Real Food Share Announces Name Change, Expanding Initiatives
This month, Real Food Share officially changed its name to Real Food CT to better align with its future goals and projects.
The Newtown nonprofit was founded in 2019 by CT Master Gardener Sean Fitzpatrick with a mission to grow and distribute nutritious food to people in need.
Over the last few months, Fitzpatrick and his team have been developing the idea for two new programs that will propel the trajectory of the organization from a town staple to a state-wide resource.
“We hope to really impact our local and regional food system in a really positive way,” Fitzpatrick said. “We felt that transforming the name from Real Food Share to Real Food CT marked more of this Connecticut-focused and locally focused effort that we are making.”
One of the new initiatives launching will be the Real Food Fund to pay local farmers for A-level produce and contract them with hunger relief organizations.
Fitzpatrick explained, “We have been building our network in the last two or three years, picking up the surplus, B-level produce. Produce that is still good enough to eat, but it isn’t that CSA [Community Supported Agriculture] top quality.
“What we are going to do now with the fund is take that next step and say, ‘How can we reward and incentivize the farmers even more?’ The farmers are very special quality people.
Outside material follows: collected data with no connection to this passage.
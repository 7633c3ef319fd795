//! The persons client against the persons stub served on a real port.
//!
//! The stub requires a bearer token, so these tests also cover the
//! session-to-header path and the redirect on a rejected request.

use std::sync::Arc;
use std::time::Duration;

use crewdesk_client::{ApiClient, ApiError, ClientConfig, PersonsQuery, RecordingNavigator, Redirect};
use crewdesk_core::{AuthUid, Person, PersonPatch};
use crewdesk_persons_stub::{router, AppState};
use crewdesk_session::{MemoryIdentityProvider, SessionManager};

/// Start a persons stub on a random port. Returns its port and a shutdown
/// sender.
async fn start_stub(state: AppState) -> (u16, tokio::sync::oneshot::Sender<()>) {
    let listener = tokio::net::TcpListener::bind("127.0.0.1:0")
        .await
        .expect("failed to bind to random port");
    let port = listener.local_addr().unwrap().port();
    let (tx, rx) = tokio::sync::oneshot::channel::<()>();

    let app = router(state);
    tokio::spawn(async move {
        axum::serve(listener, app.into_make_service())
            .with_graceful_shutdown(async {
                rx.await.ok();
            })
            .await
            .ok();
    });

    let client = reqwest::Client::new();
    for _ in 0..50 {
        if client
            .get(format!("http://127.0.0.1:{port}/health"))
            .send()
            .await
            .is_ok()
        {
            break;
        }
        tokio::time::sleep(Duration::from_millis(50)).await;
    }
    (port, tx)
}

async fn signed_in_session() -> Arc<SessionManager> {
    let provider = Arc::new(MemoryIdentityProvider::new());
    provider.register("a@b.com", "x", AuthUid::new("U1").unwrap());
    let session = SessionManager::start(provider).unwrap();
    session.sign_in("a@b.com", "x").await.unwrap();
    session
}

fn client(port: u16, session: Arc<SessionManager>) -> (ApiClient, Arc<RecordingNavigator>) {
    let config = ClientConfig::local_mock(port).unwrap();
    let navigator = Arc::new(RecordingNavigator::at("/persons"));
    let client = ApiClient::new(config, session, navigator.clone()).unwrap();
    (client, navigator)
}

#[tokio::test]
async fn persons_crud_through_stub() {
    let (port, shutdown) = start_stub(AppState::new(true)).await;
    let (client, navigator) = client(port, signed_in_session().await);
    let persons = client.persons();

    let mut ann = Person::new("U1", "Ann Smith");
    ann.email = Some("a@b.com".into());
    let created = persons.create_person(&ann).await.unwrap();
    assert!(created.id.is_some());
    assert_eq!(created.person_id, "U1");
    persons
        .create_person(&Person::new("U2", "Bob Jones"))
        .await
        .unwrap();

    let fetched = persons.get_person_by_id("U1").await.unwrap().unwrap();
    assert_eq!(fetched.email.as_deref(), Some("a@b.com"));
    assert_eq!(persons.get_person_by_id("U9").await.unwrap(), None);

    let all = persons.get_all_persons(&PersonsQuery::default()).await.unwrap();
    assert_eq!(all.len(), 2);
    let second_page = persons
        .get_all_persons(&PersonsQuery::default().page(2).limit(1))
        .await
        .unwrap();
    assert_eq!(second_page[0].person_id, "U2");
    let by_id = persons
        .get_all_persons(&PersonsQuery::default().ids(["U2"]))
        .await
        .unwrap();
    assert_eq!(by_id.len(), 1);

    let patch = PersonPatch {
        telegram: Some("@ann".into()),
        ..Default::default()
    };
    let updated = persons.update_person("U1", &patch).await.unwrap();
    assert_eq!(updated.telegram.as_deref(), Some("@ann"));
    assert_eq!(updated.full_name, "Ann Smith");

    let ack = persons.delete_person("U1").await.unwrap();
    assert!(!ack.message.is_empty());
    assert_eq!(persons.get_person_by_id("U1").await.unwrap(), None);

    assert!(navigator.redirects().is_empty());
    shutdown.send(()).ok();
}

#[tokio::test]
async fn signed_out_requests_are_redirected_to_login() {
    let (port, shutdown) = start_stub(AppState::new(true)).await;
    let session = signed_in_session().await;
    session.sign_out().await.unwrap();
    let (client, navigator) = client(port, session);

    let err = client.persons().get_person_by_id("U1").await.unwrap_err();
    assert!(matches!(err, ApiError::Unauthorized { status: 401, .. }));
    assert_eq!(
        navigator.redirects(),
        vec![Redirect {
            path: "/login".into(),
            return_url: Some("/persons".into()),
        }]
    );
    shutdown.send(()).ok();
}

#[tokio::test]
async fn separate_stubs_do_not_share_data() {
    let (port_a, shutdown_a) = start_stub(AppState::new(false)).await;
    let (port_b, shutdown_b) = start_stub(AppState::new(false)).await;
    let session = signed_in_session().await;
    let (a, _) = client(port_a, session.clone());
    let (b, _) = client(port_b, session);

    a.persons()
        .create_person(&Person::new("U1", "Ann"))
        .await
        .unwrap();
    assert!(a.persons().get_person_by_id("U1").await.unwrap().is_some());
    assert!(b.persons().get_person_by_id("U1").await.unwrap().is_none());

    shutdown_a.send(()).ok();
    shutdown_b.send(()).ok();
}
They very much care about food security and working with hunger relief organizations.”
Real Food Fund will pay the farmers directly for their food for groups in need.
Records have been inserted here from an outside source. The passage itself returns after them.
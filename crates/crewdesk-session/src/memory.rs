//! In-process identity provider.
//!
//! Used for local development and tests. Accounts are registered up front;
//! tokens are JWT-shaped but unsigned, with a configurable lifetime, so that
//! expiry introspection behaves as it does against a hosted provider.

use std::collections::HashMap;
use std::sync::atomic::{AtomicU64, Ordering};

use async_trait::async_trait;
use chrono::{Duration, Utc};
use crewdesk_core::AuthUid;
use parking_lot::Mutex;
use serde_json::json;
use tokio::sync::watch;
use zeroize::Zeroizing;

use crate::error::AuthError;
use crate::provider::{ExternalUser, IdentityProvider};
use crate::token::{encode_unsigned, AccessToken};

struct Account {
    password: Zeroizing<String>,
    user: ExternalUser,
    revoked: bool,
}

#[derive(Default)]
struct State {
    accounts: HashMap<String, Account>,
    current: Option<ExternalUser>,
    tokens: HashMap<AuthUid, AccessToken>,
    unavailable: bool,
}

/// Identity provider backed by an in-memory account table.
pub struct MemoryIdentityProvider {
    state: Mutex<State>,
    identity_tx: watch::Sender<Option<ExternalUser>>,
    token_ttl: Duration,
    issued: AtomicU64,
    sign_ins: AtomicU64,
    token_requests: AtomicU64,
    forced_refreshes: AtomicU64,
}

impl Default for MemoryIdentityProvider {
    fn default() -> Self {
        Self::new()
    }
}

impl MemoryIdentityProvider {
    /// Provider issuing one-hour tokens.
    pub fn new() -> Self {
        Self::with_token_ttl(Duration::hours(1))
    }

    pub fn with_token_ttl(token_ttl: Duration) -> Self {
        let (identity_tx, _rx) = watch::channel(None);
        Self {
            state: Mutex::new(State::default()),
            identity_tx,
            token_ttl,
            issued: AtomicU64::new(0),
            sign_ins: AtomicU64::new(0),
            token_requests: AtomicU64::new(0),
            forced_refreshes: AtomicU64::new(0),
        }
    }

    /// Register an account. Re-registering an email replaces it.
    pub fn register(&self, email: &str, password: &str, uid: AuthUid) -> ExternalUser {
        let user = ExternalUser::new(uid, Some(email.to_string()));
        self.state.lock().accounts.insert(
            email.to_lowercase(),
            Account {
                password: Zeroizing::new(password.to_string()),
                user: user.clone(),
                revoked: false,
            },
        );
        user
    }

    /// Simulate an outage: every call fails with `ProviderUnavailable`.
    pub fn set_available(&self, available: bool) {
        self.state.lock().unavailable = !available;
    }

    /// Revoke an account. If it is the current identity, `None` is pushed.
    pub fn revoke(&self, uid: &AuthUid) {
        let mut state = self.state.lock();
        for account in state.accounts.values_mut() {
            if &account.user.uid == uid {
                account.revoked = true;
            }
        }
        state.tokens.remove(uid);
        if state.current.as_ref().is_some_and(|u| &u.uid == uid) {
            state.current = None;
            drop(state);
            self.identity_tx.send_replace(None);
        }
    }

    /// Push an identity as if it changed elsewhere (another tab, another device).
    pub fn push_identity(&self, user: Option<ExternalUser>) {
        self.state.lock().current = user.clone();
        self.identity_tx.send_replace(user);
    }

    pub fn sign_in_count(&self) -> u64 {
        self.sign_ins.load(Ordering::SeqCst)
    }

    pub fn token_requests(&self) -> u64 {
        self.token_requests.load(Ordering::SeqCst)
    }

    pub fn forced_refreshes(&self) -> u64 {
        self.forced_refreshes.load(Ordering::SeqCst)
    }

    fn ensure_available(state: &State) -> Result<(), AuthError> {
        if state.unavailable {
            return Err(AuthError::ProviderUnavailable {
                reason: "in-memory provider switched off".into(),
            });
        }
        Ok(())
    }

    fn issue(&self, user: &ExternalUser) -> AccessToken {
        let now = Utc::now();
        let serial = self.issued.fetch_add(1, Ordering::SeqCst);
        AccessToken::new(encode_unsigned(&json!({
            "sub": user.uid.as_str(),
            "email": user.email,
            "iat": now.timestamp(),
            "exp": (now + self.token_ttl).timestamp(),
            "jti": serial,
        })))
    }
}

#[async_trait]
impl IdentityProvider for MemoryIdentityProvider {
    async fn sign_in_with_password(
        &self,
        email: &str,
        password: &str,
    ) -> Result<ExternalUser, AuthError> {
        self.sign_ins.fetch_add(1, Ordering::SeqCst);
        let user = {
            let mut state = self.state.lock();
            Self::ensure_available(&state)?;
            let account = state
                .accounts
                .get(&email.to_lowercase())
                .ok_or(AuthError::InvalidCredentials)?;
            if account.password.as_str() != password {
                return Err(AuthError::InvalidCredentials);
            }
            if account.revoked {
                return Err(AuthError::SessionRevoked);
            }
            let user = account.user.clone();
            state.current = Some(user.clone());
            user
        };
        self.identity_tx.send_replace(Some(user.clone()));
        Ok(user)
    }

    async fn sign_out(&self) -> Result<(), AuthError> {
        {
            let mut state = self.state.lock();
            Self::ensure_available(&state)?;
            state.current = None;
        }
        self.identity_tx.send_replace(None);
        Ok(())
    }

    fn current_user(&self) -> Option<ExternalUser> {
        self.state.lock().current.clone()
    }

    async fn id_token(
        &self,
        user: &ExternalUser,
        force_refresh: bool,
    ) -> Result<AccessToken, AuthError> {
        self.token_requests.fetch_add(1, Ordering::SeqCst);
        if force_refresh {
            self.forced_refreshes.fetch_add(1, Ordering::SeqCst);
        }
        let mut state = self.state.lock();
        Self::ensure_available(&state)?;
        let revoked = state
            .accounts
            .values()
            .any(|a| a.user.uid == user.uid && a.revoked);
        if revoked {
            return Err(AuthError::SessionRevoked);
        }
        if !force_refresh {
            if let Some(cached) = state.tokens.get(&user.uid) {
                if cached.status_at(Utc::now()).valid {
                    return Ok(cached.clone());
                }
            }
        }
        let token = self.issue(user);
        state.tokens.insert(user.uid.clone(), token.clone());
        Ok(token)
    }

    fn watch_identity(&self) -> watch::Receiver<Option<ExternalUser>> {
        self.identity_tx.subscribe()
    }
}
The second program being introduced by Real Food CT will be its Small Farm Model.
Thanks to funding from the State Department of Agriculture, the group will be able to replicate what they have been doing in Newtown — building a production of high-quality produce on small lots that are an acre or less — in other areas.
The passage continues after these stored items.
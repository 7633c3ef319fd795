//! # crewdesk-store: Document Access Layer
//!
//! Generic access to a schema-less document database addressed by
//! `(collection, document id)`.
//!
//! ## Layers
//!
//! - [`DocumentStore`] is the backend seam: untyped JSON documents,
//!   constraint queries, atomic commits and change listeners.
//!   [`MemoryStore`] implements it in-process.
//! - [`DocumentDb`] is the entry point handed to the rest of the
//!   application. It produces typed [`Collection<T>`] handles and commits
//!   [`WriteBatch`]es.
//! - Feature services ([`EmployeeService`], [`OrderService`]) fix the
//!   collection name and entity type.
//!
//! ## Ordering
//!
//! Results follow the natural order (document id, ascending) unless
//! [`Constraint::OrderBy`] is given. Several orderings compose as
//! successive sort keys; the document id is always the final tie-break,
//! which is what makes [`Cursor`]s stable for a fixed query.
//!
//! ## Subscriptions
//!
//! A [`Subscription`] delivers one snapshot per store mutation that changes
//! its result, in mutation order. [`Subscription::cancel`] releases the
//! backend listener exactly once; nothing is delivered afterwards.

pub mod backend;
pub mod batch;
pub mod collection;
pub mod constraint;
pub mod cursor;
pub mod db;
pub mod employees;
pub mod error;
pub mod memory;
pub mod orders;
pub mod subscription;
mod value;

pub use backend::{
    ChangeKind, DocumentStore, Listener, RawChange, RawDocument, RawSnapshot, SnapshotEvent,
    WriteOp,
};
pub use batch::WriteBatch;
pub use collection::{Collection, DocumentChange, Entity, Page};
pub use constraint::{filter, limit, order_by, Constraint, Direction, FilterOp, QueryPlan, DOCUMENT_ID_FIELD};
pub use crewdesk_core::{DocumentId, WithId};
pub use cursor::Cursor;
pub use db::DocumentDb;
pub use employees::{EmployeePatch, EmployeeService};
pub use error::StoreError;
pub use memory::{MemoryStore, MAX_BATCH_WRITES};
pub use orders::OrderService;
pub use subscription::Subscription;
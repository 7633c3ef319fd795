//! # crewdesk-state: Authentication state machine
//!
//! One state struct ([`AuthState`]), a closed set of events ([`AuthEvent`])
//! and a pure transition function ([`reduce`]). Side effects live outside
//! the reducer: [`AuthEffects`] observes dispatched events, performs the
//! sign-in, sign-out and profile lookups, and dispatches the outcome.
//!
//! ```text
//! LoginRequested ──sign_in──▶ LoginSucceeded ──resolve──▶ UserDataSet
//!               └──────────▶ LoginFailed
//! LogoutRequested ─sign_out─▶ LogoutSucceeded | LogoutFailed
//! ```

pub mod auth;
pub mod effects;
pub mod profile;
pub mod store;

pub use auth::{reduce, selectors, AuthEvent, AuthState, Credentials};
pub use effects::AuthEffects;
pub use profile::{EmployeeDirectory, LookupError, PersonDirectory, ProfileResolver};
pub use store::AuthStore;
“Over our journey, we started donating to FAITH [Food Pantry] here in town and started expanding to neighboring towns,” Fitzpatrick said. “Eventually we made our way into Danbury and Bridgeport, where there is the highest amount of poverty and food insecurity in our region.”
He continued, “You start to get the sense that bringing extra produce and donating extra food just isn’t enough. The circumstances are a little bit different, so what we are doing with the Small Farm Model is creating opportunities by putting up and building more small farms like the ones we have.”
The Small Farm Model will provide an opportunity for individuals or groups to partner with Real Food CT and get into farming or food production.
Both of the new programs will work hand-in-hand with one another to help positively impact as many people as possible.
“We’re going to use the Real Food Fund to provide contracts for these new small farms. The whole point of it is to prioritize some of the diversification efforts/equity and inclusion efforts that are going on across the state of Connecticut and country,” Fitzpatrick said. “Across the state of Connecticut there is a glaring lack of diversity in the agriculture space, so we are trying our best to be part of the solution in our region and local food space.”
He noted that signs with the new name will be made in the future, but the group has already updated its website.